Comfort, wrapped in sound.
Next came a glass of water. Cold, beads of condensation forming on the sides. He didn’t press it into your hand—just settled it down, close enough for you to notice, for you to reach, but not far enough to demand.
And then he sat. Next to you. Not close enough to suffocate, but not far enough to make you feel alone. Just there. He didn’t try to fix anything. Didn’t offer you useless platitudes or ask you to explain yourself. He let you cry. Let the music play—soothe your nerves.
Let the stillness settle around you both like a blanket.
Every breath was a struggle—thin, shallow, like your lungs had forgotten how to expand—the tightness in your chest only grew. Everything hurt in quiet, invisible ways: the sting behind your eyes, the heat in your throat, the dull pounding behind your skull like your body couldn’t figure out how to process this much emotion.
You were so tired, not in the way sleep could fix, but the kind that lived in your bones. The kind that made you want to disappear into your own skin. Everything had stacked too high—disappointments, arguments, the mess of your day—it all crashed down, and you didn’t even have the energy to hold the pieces anymore.
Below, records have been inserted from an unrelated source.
// CLASSIFICATION: COMMUNITY
// Filename: registry.rs v0.1
// Author: Lukas Bower
// Date Modified: 2026-10-18

//! Fixed-capacity table of every socket handle opened through this layer.
//!
//! Occupied entries always form the prefix `entries[..count]`; every slot at
//! or past `count` holds [`SocketEntry::EMPTY`]. Removal swaps the last
//! occupied entry into the vacated slot so it stays O(1), and iteration only
//! ever scans the prefix. The table lives in a plain array and never touches
//! the heap.
//!
//! The table itself is not synchronised. [`crate::driver::SocketDriver`]
//! keeps it behind a single mutex and is the only owner in production code.

use bitflags::bitflags;
use log::{debug, warn};
use thiserror::Error;

use crate::types::{SecureSessionId, SocketHandle};
use crate::SOCKETS_MAX_COUNT;

bitflags! {
    /// Per-socket metadata bits.
    #[derive(Debug, Clone, Copy, PartialEq, Eq, Default)]
    pub struct SocketFlags: u32 {
        /// Socket survives a non-full teardown (debugger / maintenance link).
        const DEBUG_CHANNEL = 0x0000_0001;
    }
}

/// One tracked socket.
#[derive(Debug, Clone, Copy, PartialEq, Eq)]
pub struct SocketEntry {
    pub handle: SocketHandle,
    pub flags: SocketFlags,
    pub secure_session: Option<SecureSessionId>,
}

impl SocketEntry {
    pub const EMPTY: SocketEntry = SocketEntry {
        handle: SocketHandle::INVALID,
        flags: SocketFlags::empty(),
        secure_session: None,
    };

    pub fn is_empty(&self) -> bool {
        !self.handle.is_valid()
    }

    pub fn is_debug_channel(&self) -> bool {
        self.flags.contains(SocketFlags::DEBUG_CHANNEL)
    }
}

impl Default for SocketEntry {
    fn default() -> Self {
        Self::EMPTY
    }
}

/// Errors returned by [`SocketRegistry`] mutations. The table is left
/// untouched whenever one of these is returned.
#[derive(Debug, Error, Clone, Copy, PartialEq, Eq)]
pub enum RegistryError {
    #[error("cannot register the invalid socket handle")]
    InvalidHandle,
    #[error("socket registry full ({capacity} entries)")]
    Full { capacity: usize },
    #[error("{0} is already registered")]
    Duplicate(SocketHandle),
    #[error("{0} is not registered")]
    NotTracked(SocketHandle),
}

/// Handles collected from the table without allocating.
#[derive(Debug, Clone, Copy)]
pub struct HandleList<const CAP: usize = SOCKETS_MAX_COUNT> {
    handles: [SocketHandle; CAP],
    len: usize,
}

impl<const CAP: usize> HandleList<CAP> {
    const fn new() -> Self {
        Self {
            handles: [SocketHandle::INVALID; CAP],
            len: 0,
        }
    }

    fn push(&mut self, handle: SocketHandle) {
        if self.len < CAP {
            self.handles[self.len] = handle;
            self.len += 1;
        }
    }

    pub fn as_slice(&self) -> &[SocketHandle] {
        &self.handles[..self.len]
    }

    pub fn len(&self) -> usize {
        self.len
    }

    pub fn is_empty(&self) -> bool {
        self.len == 0
    }

    pub fn iter(&self) -> impl Iterator<Item = SocketHandle> + '_ {
        self.as_slice().iter().copied()
    }
}

/// Densely packed socket table with compile-time capacity.
#[derive(Debug, Clone, PartialEq, Eq)]
pub struct SocketRegistry<const CAP: usize = SOCKETS_MAX_COUNT> {
    entries: [SocketEntry; CAP],
    count: usize,
}

impl<const CAP: usize> Default for SocketRegistry<CAP> {
    fn default() -> Self {
        Self::new()
    }
}

impl<const CAP: usize> SocketRegistry<CAP> {
    /// Maximum number of sockets tracked at once.
    pub const CAPACITY: usize = CAP;

    /// Create an empty table.
    pub const fn new() -> Self {
        Self {
            entries: [SocketEntry::EMPTY; CAP],
            count: 0,
        }
    }

    /// Reset every slot to the sentinel and drop the count to zero.
    pub fn clear(&mut self) {
        self.entries = [SocketEntry::EMPTY; CAP];
        self.count = 0;
    }

    pub fn len(&self) -> usize {
        self.count
    }

    pub fn is_empty(&self) -> bool {
        self.count == 0
    }

    pub fn is_full(&self) -> bool {
        self.count >= CAP
    }

    /// The occupied prefix of the table.
    pub fn entries(&self) -> &[SocketEntry] {
        &self.entries[..self.count]
    }

    /// Every slot, including the empty tail.
    pub fn slots(&self) -> &[SocketEntry] {
        &self.entries
    }

    fn position(&self, handle: SocketHandle) -> Option<usize> {
        self.entries().iter().position(|e| e.handle == handle)
    }

    pub fn contains(&self, handle: SocketHandle) -> bool {
        handle.is_valid() && self.position(handle).is_some()
    }

    pub fn get(&self, handle: SocketHandle) -> Option<&SocketEntry> {
        if !handle.is_valid() {
            return None;
        }
        self.position(handle).map(|i| &self.entries[i])
    }

    /// Start tracking a handle returned by a successful create or accept.
    ///
    /// `selectable` is accepted for call-site parity with the stack's
    /// readiness API; the table does not record it.
    pub fn register(
        &mut self,
        handle: SocketHandle,
        selectable: bool,
        is_debug: bool,
    ) -> Result<(), RegistryError> {
        if !handle.is_valid() {
            return Err(RegistryError::InvalidHandle);
        }
        if self.position(handle).is_some() {
            return Err(RegistryError::Duplicate(handle));
        }
        if self.is_full() {
            warn!("socket registry full, {handle} not tracked");
            return Err(RegistryError::Full { capacity: CAP });
        }

        let mut flags = SocketFlags::empty();
        if is_debug {
            flags |= SocketFlags::DEBUG_CHANNEL;
        }
        self.entries[self.count] = SocketEntry {
            handle,
            flags,
            secure_session: None,
        };
        self.count += 1;
        debug!(
            "registered {handle} (selectable={selectable}, debug={is_debug}), {} tracked",
            self.count
        );
        Ok(())
    }

    /// Stop tracking `handle`. Returns `false` if it was never tracked; that
    /// case leaves the table unchanged so double closes are harmless.
    pub fn unregister(&mut self, handle: SocketHandle) -> bool {
        if !handle.is_valid() {
            return false;
        }
        let Some(index) = self.position(handle) else {
            return false;
        };

        self.count -= 1;
        if index != self.count {
            self.entries[index] = self.entries[self.count];
        }
        self.entries[self.count] = SocketEntry::EMPTY;
        debug!("unregistered {handle}, {} tracked", self.count);
        true
    }

    /// Bind a secure-session context to an already tracked handle.
    pub fn attach_secure_session(
        &mut self,
        handle: SocketHandle,
        session: SecureSessionId,
    ) -> Result<(), RegistryError> {
        let index = self
            .position(handle)
            .ok_or(RegistryError::NotTracked(handle))?;
        self.entries[index].secure_session = Some(session);
        Ok(())
    }

    /// Drop the secure-session association, returning it if present.
    pub fn detach_secure_session(&mut self, handle: SocketHandle) -> Option<SecureSessionId> {
        if !handle.is_valid() {
            return None;
        }
        let index = self.position(handle)?;
        self.entries[index].secure_session.take()
    }

    pub fn secure_session(&self, handle: SocketHandle) -> Option<SecureSessionId> {
        self.get(handle).and_then(|e| e.secure_session)
    }

    /// Handles of all secure sockets, highest index first.
    ///
    /// First pass of a bulk teardown. The caller closes each session with no
    /// lock held so the secure layer may call back into the socket layer.
    pub fn secure_handles(&self) -> HandleList<CAP> {
        self.secure_handles_excluding(&[])
    }

    /// Like [`SocketRegistry::secure_handles`], leaving out `seen`.
    pub fn secure_handles_excluding(&self, seen: &[SocketHandle]) -> HandleList<CAP> {
        let mut list = HandleList::new();
        for entry in self.entries().iter().rev() {
            if !entry.is_empty() && entry.secure_session.is_some() && !seen.contains(&entry.handle)
            {
                list.push(entry.handle);
            }
        }
        list
    }

    /// Handles of every tracked socket in table order.
    pub fn handles(&self) -> HandleList<CAP> {
        let mut list = HandleList::new();
        for entry in self.entries() {
            list.push(entry.handle);
        }
        list
    }

    /// Second pass of a bulk teardown.
    ///
    /// Every entry that is not a preserved debug channel is handed to
    /// `close_raw` and cleared in place. Preserved entries are packed toward
    /// the front behind a separate write cursor so the occupied prefix is
    /// dense again afterwards. Returns the number of sockets closed.
    pub fn sweep<F>(&mut self, close_debug: bool, mut close_raw: F) -> usize
    where
        F: FnMut(SocketHandle),
    {
        let scanned = self.count;
        let mut keep = 0;
        let mut closed = 0;

        for i in 0..scanned {
            let entry = self.entries[i];
            if entry.is_empty() {
                continue;
            }

            if close_debug || !entry.is_debug_channel() {
                close_raw(entry.handle);
                self.entries[i] = SocketEntry::EMPTY;
                self.count -= 1;
                closed += 1;
            } else {
                if i != keep {
                    self.entries[keep] = entry;
                    self.entries[i] = SocketEntry::EMPTY;
                }
                keep += 1;
            }
        }

        debug_assert_eq!(self.count, keep);
        debug!("sweep closed {closed} sockets, kept {keep}");
        closed
    }
}

#[cfg(test)]
mod tests {
    use super::*;

    type Small = SocketRegistry<4>;

    fn h(n: i32) -> SocketHandle {
        SocketHandle(n)
    }

    fn assert_packed<const CAP: usize>(reg: &SocketRegistry<CAP>) {
        let (head, tail) = reg.slots().split_at(reg.len());
        assert!(head.iter().all(|e| !e.is_empty()));
        assert!(tail.iter().all(|e| *e == SocketEntry::EMPTY));
    }

    #[test]
    fn capacity_overflow_leaves_table_untouched() {
        let mut reg = Small::new();
        for n in 1..=4 {
            reg.register(h(n), true, false).unwrap();
        }
        let before = reg.clone();
        assert_eq!(
            reg.register(h(5), true, false),
            Err(RegistryError::Full { capacity: 4 })
        );
        assert_eq!(reg, before);
        assert_eq!(reg.len(), Small::CAPACITY);
    }

    #[test]
    fn rejects_invalid_and_duplicate_handles() {
        let mut reg = Small::new();
        assert_eq!(
            reg.register(SocketHandle::INVALID, false, false),
            Err(RegistryError::InvalidHandle)
        );
        reg.register(h(7), false, false).unwrap();
        assert_eq!(
            reg.register(h(7), false, true),
            Err(RegistryError::Duplicate(h(7)))
        );
        assert_eq!(reg.len(), 1);
        assert!(!reg.get(h(7)).unwrap().is_debug_channel());
    }

    #[test]
    fn unregister_swaps_last_into_hole() {
        let mut reg = Small::new();
        for n in 1..=4 {
            reg.register(h(n), true, n == 2).unwrap();
        }
        assert!(reg.unregister(h(1)));
        assert_eq!(reg.len(), 3);
        assert_eq!(reg.entries()[0].handle, h(4));
        assert_packed(&reg);

        assert!(reg.unregister(h(3)));
        assert!(reg.unregister(h(4)));
        assert_eq!(reg.entries().len(), 1);
        assert!(reg.entries()[0].is_debug_channel());
        assert_packed(&reg);
    }

    #[test]
    fn unregister_unknown_is_noop() {
        let mut reg = Small::new();
        reg.register(h(1), true, false).unwrap();
        reg.register(h(2), true, true).unwrap();
        let before = reg.clone();
        assert!(!reg.unregister(h(9)));
        assert!(!reg.unregister(SocketHandle::INVALID));
        assert_eq!(reg, before);

        assert!(reg.unregister(h(1)));
        let after_first = reg.clone();
        assert!(!reg.unregister(h(1)));
        assert_eq!(reg, after_first);
    }

    #[test]
    fn register_then_unregister_restores_state() {
        let mut reg = Small::new();
        reg.register(h(10), true, true).unwrap();
        reg.register(h(11), false, false).unwrap();
        let before = reg.clone();
        reg.register(h(12), true, false).unwrap();
        assert!(reg.unregister(h(12)));
        assert_eq!(reg, before);
    }

    #[test]
    fn sweep_keeps_debug_channels_packed() {
        let mut reg = Small::new();
        reg.register(h(1), true, true).unwrap();
        reg.register(h(2), true, false).unwrap();
        reg.register(h(3), true, true).unwrap();
        reg.register(h(4), true, false).unwrap();

        let mut closed = Vec::new();
        assert_eq!(reg.sweep(false, |s| closed.push(s)), 2);
        assert_eq!(closed, vec![h(2), h(4)]);
        assert_eq!(reg.len(), 2);
        assert_packed(&reg);
        let mut kept: Vec<_> = reg.entries().iter().map(|e| e.handle).collect();
        kept.sort();
        assert_eq!(kept, vec![h(1), h(3)]);

        closed.clear();
        assert_eq!(reg.sweep(true, |s| closed.push(s)), 2);
        assert!(reg.is_empty());
        assert_packed(&reg);
    }

    #[test]
    fn sweep_moves_late_debug_channel_to_front() {
        let mut reg = Small::new();
        reg.register(h(1), true, false).unwrap();
        reg.register(h(2), true, false).unwrap();
        reg.register(h(3), true, true).unwrap();
        reg.sweep(false, |_| {});
        assert_eq!(reg.entries().len(), 1);
        assert_eq!(reg.entries()[0].handle, h(3));
        assert_packed(&reg);
    }

    #[test]
    fn secure_handles_are_reverse_ordered() {
        let mut reg = Small::new();
        for n in 1..=3 {
            reg.register(h(n), true, false).unwrap();
        }
        reg.attach_secure_session(h(1), SecureSessionId(100)).unwrap();
        reg.attach_secure_session(h(3), SecureSessionId(300)).unwrap();
        assert_eq!(reg.secure_handles().as_slice(), &[h(3), h(1)]);
        assert_eq!(reg.secure_session(h(3)), Some(SecureSessionId(300)));
        assert_eq!(
            reg.attach_secure_session(h(8), SecureSessionId(1)),
            Err(RegistryError::NotTracked(h(8)))
        );
        assert_eq!(reg.detach_secure_session(h(1)), Some(SecureSessionId(100)));
        assert_eq!(reg.secure_handles().len(), 1);
    }

    #[test]
    fn secure_handles_skip_already_closed() {
        let mut reg = Small::new();
        for n in 1..=4 {
            reg.register(h(n), true, false).unwrap();
        }
        reg.attach_secure_session(h(2), SecureSessionId(2)).unwrap();
        let first = reg.secure_handles();
        assert_eq!(first.as_slice(), &[h(2)]);

        reg.attach_secure_session(h(4), SecureSessionId(4)).unwrap();
        assert_eq!(reg.secure_handles_excluding(first.as_slice()).as_slice(), &[h(4)]);
        assert!(reg.secure_handles_excluding(&[h(2), h(4)]).is_empty());
    }
}
// CLASSIFICATION: COMMUNITY
// Filename: blocks.rs v0.1
// Author: Lukas Bower
// Date Modified: 2026-10-18

//! Fixed-size binary layouts of the persisted configuration blocks.
//!
//! Multi-byte integers are little-endian. Addresses are stored as their four
//! octets in network order. Text fields are NUL padded.

use std::net::Ipv4Addr;

use bitflags::bitflags;
use serde::{Deserialize, Serialize};

use super::{ConfigBlock, ConfigError, ConfigurationOption};

const NETWORK_MARKER: [u8; 4] = *b"CN1\0";
const WIRELESS_MARKER: [u8; 4] = *b"WN1\0";

pub const SSID_MAX_LEN: usize = 32;
pub const PASSWORD_MAX_LEN: usize = 64;

#[repr(u8)]
#[derive(Debug, Clone, Copy, PartialEq, Eq, Default, Serialize, Deserialize)]
pub enum AddressMode {
    #[default]
    Invalid = 0,
    Dhcp = 1,
    Static = 2,
    AutoIp = 3,
}

impl TryFrom<u8> for AddressMode {
    type Error = ConfigError;

    fn try_from(value: u8) -> Result<Self, Self::Error> {
        Ok(match value {
            0 => AddressMode::Invalid,
            1 => AddressMode::Dhcp,
            2 => AddressMode::Static,
            3 => AddressMode::AutoIp,
            _ => return Err(ConfigError::InvalidField("address_mode")),
        })
    }
}

/// IANA ifType values, as reported by the stack.
#[repr(u8)]
#[derive(Debug, Clone, Copy, PartialEq, Eq, Default, Serialize, Deserialize)]
pub enum InterfaceType {
    #[default]
    Unknown = 0,
    Ethernet = 6,
    Wireless80211 = 71,
}

impl TryFrom<u8> for InterfaceType {
    type Error = ConfigError;

    fn try_from(value: u8) -> Result<Self, Self::Error> {
        Ok(match value {
            0 => InterfaceType::Unknown,
            6 => InterfaceType::Ethernet,
            71 => InterfaceType::Wireless80211,
            _ => return Err(ConfigError::InvalidField("interface_type")),
        })
    }
}

/// Settings of one network adapter.
#[derive(Debug, Clone, PartialEq, Eq, Serialize, Deserialize)]
pub struct NetworkInterfaceConfig {
    pub ipv4_address: Ipv4Addr,
    pub ipv4_netmask: Ipv4Addr,
    pub ipv4_gateway: Ipv4Addr,
    pub ipv4_dns: [Ipv4Addr; 2],
    pub mac_address: [u8; 6],
    pub address_mode: AddressMode,
    pub interface_type: InterfaceType,
    /// Id of the wireless block this adapter uses, 0 for wired adapters.
    pub specific_config_id: u32,
}

impl Default for NetworkInterfaceConfig {
    fn default() -> Self {
        Self {
            ipv4_address: Ipv4Addr::UNSPECIFIED,
            ipv4_netmask: Ipv4Addr::UNSPECIFIED,
            ipv4_gateway: Ipv4Addr::UNSPECIFIED,
            ipv4_dns: [Ipv4Addr::UNSPECIFIED; 2],
            mac_address: [0; 6],
            address_mode: AddressMode::Dhcp,
            interface_type: InterfaceType::Ethernet,
            specific_config_id: 0,
        }
    }
}

impl ConfigBlock for NetworkInterfaceConfig {
    const OPTION: ConfigurationOption = ConfigurationOption::Network;
    const SIZE: usize = 36;

    fn encode(&self) -> Vec<u8> {
        let mut out = Vec::with_capacity(Self::SIZE);
        out.extend_from_slice(&NETWORK_MARKER);
        out.extend_from_slice(&self.ipv4_address.octets());
        out.extend_from_slice(&self.ipv4_netmask.octets());
        out.extend_from_slice(&self.ipv4_gateway.octets());
        for dns in &self.ipv4_dns {
            out.extend_from_slice(&dns.octets());
        }
        out.extend_from_slice(&self.mac_address);
        out.push(self.address_mode as u8);
        out.push(self.interface_type as u8);
        out.extend_from_slice(&self.specific_config_id.to_le_bytes());
        debug_assert_eq!(out.len(), Self::SIZE);
        out
    }

    fn decode(bytes: &[u8]) -> Result<Self, ConfigError> {
        let mut r = Reader::new::<Self>(bytes, NETWORK_MARKER)?;
        Ok(Self {
            ipv4_address: r.ipv4(),
            ipv4_netmask: r.ipv4(),
            ipv4_gateway: r.ipv4(),
            ipv4_dns: [r.ipv4(), r.ipv4()],
            mac_address: r.array(),
            address_mode: AddressMode::try_from(r.u8())?,
            interface_type: InterfaceType::try_from(r.u8())?,
            specific_config_id: r.u32(),
        })
    }
}

#[repr(u8)]
#[derive(Debug, Clone, Copy, PartialEq, Eq, Default, Serialize, Deserialize)]
pub enum Authentication {
    #[default]
    None = 0,
    Eap = 1,
    Peap = 2,
    Wcn = 3,
    Open = 4,
    Shared = 5,
    Wep = 6,
    Wpa = 7,
    Wpa2 = 8,
}

impl TryFrom<u8> for Authentication {
    type Error = ConfigError;

    fn try_from(value: u8) -> Result<Self, Self::Error> {
        use Authentication::*;
        Ok(match value {
            0 => None,
            1 => Eap,
            2 => Peap,
            3 => Wcn,
            4 => Open,
            5 => Shared,
            6 => Wep,
            7 => Wpa,
            8 => Wpa2,
            _ => return Err(ConfigError::InvalidField("authentication")),
        })
    }
}

#[repr(u8)]
#[derive(Debug, Clone, Copy, PartialEq, Eq, Default, Serialize, Deserialize)]
pub enum Encryption {
    #[default]
    None = 0,
    Wep = 1,
    Wpa = 2,
    Wpa2 = 3,
    WpaPsk = 4,
    Wpa2Psk = 5,
    Certificate = 6,
}

impl TryFrom<u8> for Encryption {
    type Error = ConfigError;

    fn try_from(value: u8) -> Result<Self, Self::Error> {
        use Encryption::*;
        Ok(match value {
            0 => None,
            1 => Wep,
            2 => Wpa,
            3 => Wpa2,
            4 => WpaPsk,
            5 => Wpa2Psk,
            6 => Certificate,
            _ => return Err(ConfigError::InvalidField("encryption")),
        })
    }
}

bitflags! {
    /// 802.11 PHY modes the radio may use.
    #[derive(Debug, Clone, Copy, PartialEq, Eq, Default, Serialize, Deserialize)]
    pub struct Radio: u8 {
        const B = 0x01;
        const G = 0x02;
        const N = 0x04;
        const A = 0x08;
    }
}

bitflags! {
    #[derive(Debug, Clone, Copy, PartialEq, Eq, Default, Serialize, Deserialize)]
    pub struct WirelessOptions: u8 {
        const ENABLE = 0x01;
        const AUTO_CONNECT = 0x02;
        const SMART_CONFIG = 0x04;
    }
}

/// Credentials and radio settings of one 802.11 interface.
#[derive(Debug, Clone, PartialEq, Eq, Default, Serialize, Deserialize)]
pub struct WirelessInterfaceConfig {
    pub id: u32,
    pub authentication: Authentication,
    pub encryption: Encryption,
    pub radio: Radio,
    pub options: WirelessOptions,
    pub ssid: String,
    pub password: String,
}

impl WirelessInterfaceConfig {
    /// Reject values that do not fit the fixed block layout.
    pub fn validate(&self) -> Result<(), ConfigError> {
        if self.ssid.len() > SSID_MAX_LEN {
            return Err(ConfigError::FieldTooLong("ssid"));
        }
        if self.password.len() > PASSWORD_MAX_LEN {
            return Err(ConfigError::FieldTooLong("password"));
        }
        Ok(())
    }
}

impl ConfigBlock for WirelessInterfaceConfig {
    const OPTION: ConfigurationOption = ConfigurationOption::Wireless80211;
    const SIZE: usize = 4 + 4 + 4 + SSID_MAX_LEN + PASSWORD_MAX_LEN;

    /// Text beyond the field width is truncated; call
    /// [`WirelessInterfaceConfig::validate`] first to reject it instead.
    fn encode(&self) -> Vec<u8> {
        let mut out = Vec::with_capacity(Self::SIZE);
        out.extend_from_slice(&WIRELESS_MARKER);
        out.extend_from_slice(&self.id.to_le_bytes());
        out.push(self.authentication as u8);
        out.push(self.encryption as u8);
        out.push(self.radio.bits());
        out.push(self.options.bits());
        put_padded(&mut out, self.ssid.as_bytes(), SSID_MAX_LEN);
        put_padded(&mut out, self.password.as_bytes(), PASSWORD_MAX_LEN);
        debug_assert_eq!(out.len(), Self::SIZE);
        out
    }

    fn decode(bytes: &[u8]) -> Result<Self, ConfigError> {
        let mut r = Reader::new::<Self>(bytes, WIRELESS_MARKER)?;
        Ok(Self {
            id: r.u32(),
            authentication: Authentication::try_from(r.u8())?,
            encryption: Encryption::try_from(r.u8())?,
            radio: Radio::from_bits_truncate(r.u8()),
            options: WirelessOptions::from_bits_truncate(r.u8()),
            ssid: r.text(SSID_MAX_LEN, "ssid")?,
            password: r.text(PASSWORD_MAX_LEN, "password")?,
        })
    }
}

fn put_padded(out: &mut Vec<u8>, value: &[u8], width: usize) {
    let n = value.len().min(width);
    out.extend_from_slice(&value[..n]);
    out.resize(out.len() + (width - n), 0);
}

/// Cursor over a block whose size and marker were already checked.
struct Reader<'a> {
    bytes: &'a [u8],
    pos: usize,
}

impl<'a> Reader<'a> {
    fn new<T: ConfigBlock>(bytes: &'a [u8], marker: [u8; 4]) -> Result<Self, ConfigError> {
        if bytes.len() != T::SIZE {
            return Err(ConfigError::BadSize {
                option: T::OPTION,
                expected: T::SIZE,
                actual: bytes.len(),
            });
        }
        if bytes[..4] != marker {
            return Err(ConfigError::BadMarker { option: T::OPTION });
        }
        Ok(Self { bytes, pos: 4 })
    }

    fn take(&mut self, n: usize) -> &'a [u8] {
        let s = &self.bytes[self.pos..self.pos + n];
        self.pos += n;
        s
    }

    fn array<const N: usize>(&mut self) -> [u8; N] {
        let mut a = [0u8; N];
        a.copy_from_slice(self.take(N));
        a
    }

    fn u8(&mut self) -> u8 {
        self.take(1)[0]
    }

    fn u32(&mut self) -> u32 {
        u32::from_le_bytes(self.array())
    }

    fn ipv4(&mut self) -> Ipv4Addr {
        Ipv4Addr::from(self.array::<4>())
    }

    fn text(&mut self, width: usize, field: &'static str) -> Result<String, ConfigError> {
        let raw = self.take(width);
        let end = raw.iter().position(|&b| b == 0).unwrap_or(width);
        String::from_utf8(raw[..end].to_vec()).map_err(|_| ConfigError::InvalidField(field))
    }
}

#[cfg(test)]
mod tests {
    use super::*;

    fn sample_wireless() -> WirelessInterfaceConfig {
        WirelessInterfaceConfig {
            id: 44,
            authentication: Authentication::Wpa2,
            encryption: Encryption::Wpa2Psk,
            radio: Radio::B | Radio::G | Radio::N,
            options: WirelessOptions::ENABLE | WirelessOptions::AUTO_CONNECT,
            ssid: "lab-ap".into(),
            password: "hunter22".into(),
        }
    }

    #[test]
    fn network_block_layout() {
        let cfg = NetworkInterfaceConfig {
            ipv4_address: Ipv4Addr::new(192, 168, 1, 20),
            mac_address: [0xde, 0xad, 0xbe, 0xef, 0x00, 0x01],
            address_mode: AddressMode::Static,
            specific_config_id: 3,
            ..Default::default()
        };
        let bytes = cfg.encode();
        assert_eq!(bytes.len(), NetworkInterfaceConfig::SIZE);
        assert_eq!(&bytes[..4], b"CN1\0");
        assert_eq!(&bytes[4..8], &[192, 168, 1, 20]);
        assert_eq!(bytes[30], AddressMode::Static as u8);
        assert_eq!(&bytes[32..], &3u32.to_le_bytes());
        assert_eq!(NetworkInterfaceConfig::decode(&bytes).unwrap(), cfg);
    }

    #[test]
    fn wireless_block_decodes_padded_text() {
        let cfg = sample_wireless();
        let bytes = cfg.encode();
        assert_eq!(bytes.len(), WirelessInterfaceConfig::SIZE);
        assert_eq!(WirelessInterfaceConfig::decode(&bytes).unwrap(), cfg);
    }

    #[test]
    fn decode_rejects_short_and_foreign_blocks() {
        let bytes = NetworkInterfaceConfig::default().encode();
        assert!(matches!(
            NetworkInterfaceConfig::decode(&bytes[..20]),
            Err(ConfigError::BadSize { actual: 20, .. })
        ));
        let mut wrong = bytes.clone();
        wrong[0] = b'X';
        assert!(matches!(
            NetworkInterfaceConfig::decode(&wrong),
            Err(ConfigError::BadMarker { .. })
        ));
    }

    #[test]
    fn validate_rejects_long_ssid() {
        let mut cfg = sample_wireless();
        cfg.ssid = "x".repeat(SSID_MAX_LEN + 1);
        assert!(matches!(cfg.validate(), Err(ConfigError::FieldTooLong("ssid"))));
    }
}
Time slipped. Maybe a few minutes had passed. Maybe even an hour. But eventually, your breathing slowed. The ache dulled. And when you finally looked up, gently rubbing your bloodshot eyes—the room looked…different.
The papers were stacked in a neat pile. The broken pen was gone. Your phone was charging. A familiar hoodie, his hoodie—your favourite one—was folded neatly at the edge of your bed. A blanket, too. Just in case. And Tsukishima? Still beside you. Still quiet. But watching now.
You pulled the headphones off slowly, the silence returning like a second heartbeat. “You didn’t have to come,” you said, your voice small, a little raw.
He didn’t look at you right away. Just shrugged, adjusting his glasses. “You called.”
That was it. No grand declarations. Just that—you called him, reached out to him in an incoherent text message. That was reason enough.
You reached for his hand, and he let you take it. No squeeze. Just the weight of him, real and steady, grounding you when everything else felt like it might fall apart again.
And for the first time that day, you didn’t feel like you were drowning.